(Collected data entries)
********************

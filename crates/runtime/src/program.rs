// Copyright (c) 2023 Hemashushu <hippospark@gmail.com>, All rights reserved.
//
// This Source Code Form is subject to the terms of
// the Mozilla Public License version 2.0 and additional exceptions,
// more details in file LICENSE and CONTRIBUTING.

use fluxvm_image::program_image::ProgramImage;
use fluxvm_types::{
    ProgramWord, StackWord, VmError, DEFAULT_INSTRUCTION_BUDGET, MIN_STACK,
};

use crate::{context::MachineContext, processor::Processor};

/// a loaded program: the borrowed read-only image plus the mutable
/// runtime memory slice.
///
/// created by the host at load time, destroyed on reload. globals
/// persist across runs, the stack is reset at every host invocation.
pub struct Program<'a> {
    image: ProgramImage<'a>,
    memory: &'a mut [StackWord],
    globals_size: usize,
    instruction_budget: usize,
}

impl<'a> Program<'a> {
    pub fn new(
        image_words: &'a [ProgramWord],
        memory: &'a mut [StackWord],
    ) -> Result<Program<'a>, VmError> {
        let image = ProgramImage::load(image_words)?;
        let globals_size = image.globals_size();

        if memory.len() < globals_size {
            return Err(VmError::GlobalsBufferTooSmall);
        }
        if memory.len() - globals_size < MIN_STACK {
            return Err(VmError::MemoryBufferTooSmall);
        }

        Ok(Program {
            image,
            memory,
            globals_size,
            instruction_budget: DEFAULT_INSTRUCTION_BUDGET,
        })
    }

    pub fn with_instruction_budget(mut self, instruction_budget: usize) -> Program<'a> {
        self.instruction_budget = instruction_budget;
        self
    }

    pub fn image(&self) -> ProgramImage<'a> {
        self.image
    }

    pub fn instance_count(&self) -> usize {
        self.image.instance_count()
    }

    /// invokes a type function of one machine.
    ///
    /// values the entry function leaves above its arguments are the
    /// result vector, bottom of stack first.
    pub fn call(
        &mut self,
        processor: &Processor,
        machine_index: usize,
        function_index: u16,
        args: &[StackWord],
    ) -> Result<Vec<StackWord>, VmError> {
        let instance = self.image.instance(machine_index)?;
        let entry_pc = self
            .image
            .function_entry(instance.type_id, function_index as usize)?;
        self.invoke(processor, machine_index, instance.globals_base, entry_pc, args)
    }

    /// invokes a shared function from the host.
    ///
    /// executes as if machine 0 were the caller: shared routing code
    /// keeps its tables in machine-0 locals. a program with no
    /// instances cannot take host-initiated shared calls.
    pub fn call_shared(
        &mut self,
        processor: &Processor,
        shared_index: u16,
        args: &[StackWord],
    ) -> Result<Vec<StackWord>, VmError> {
        let instance = self.image.instance(0)?;
        let entry_pc = self.image.shared_function_entry(shared_index as usize)?;
        self.invoke(processor, 0, instance.globals_base, entry_pc, args)
    }

    fn invoke(
        &mut self,
        processor: &Processor,
        machine_index: usize,
        globals_base: usize,
        entry_pc: usize,
        args: &[StackWord],
    ) -> Result<Vec<StackWord>, VmError> {
        let mut ctx = MachineContext {
            image: self.image,
            memory: &mut *self.memory,
            globals_size: self.globals_size,
            pc: entry_pc,
            sp: self.globals_size,
            fp: self.globals_size as StackWord,
            mlp: globals_base as StackWord,
            machine_index,
            depth: 0,
            fuel: self.instruction_budget,
        };

        for arg in args {
            ctx.push(*arg)?;
        }
        // return PC 0 is a sentinel: the entry frame exits via EXIT
        ctx.create_frame(args.len(), 0)?;

        processor.run(&mut ctx)?;

        let result_start = ctx.fp as usize + args.len();
        if ctx.sp <= result_start {
            return Ok(Vec::new());
        }
        Ok(ctx.memory[result_start..ctx.sp].to_vec())
    }
}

********************

**Exercise**
Where the string "processor" occurs in the data, return the whole line.

**Solution to this task**
use crate::{context::MachineContext, processor::Processor};
        processor: &Processor,
        self.invoke(processor, machine_index, instance.globals_base, entry_pc, args)
        processor: &Processor,
        self.invoke(processor, 0, instance.globals_base, entry_pc, args)
        processor: &Processor,
        processor.run(&mut ctx)?;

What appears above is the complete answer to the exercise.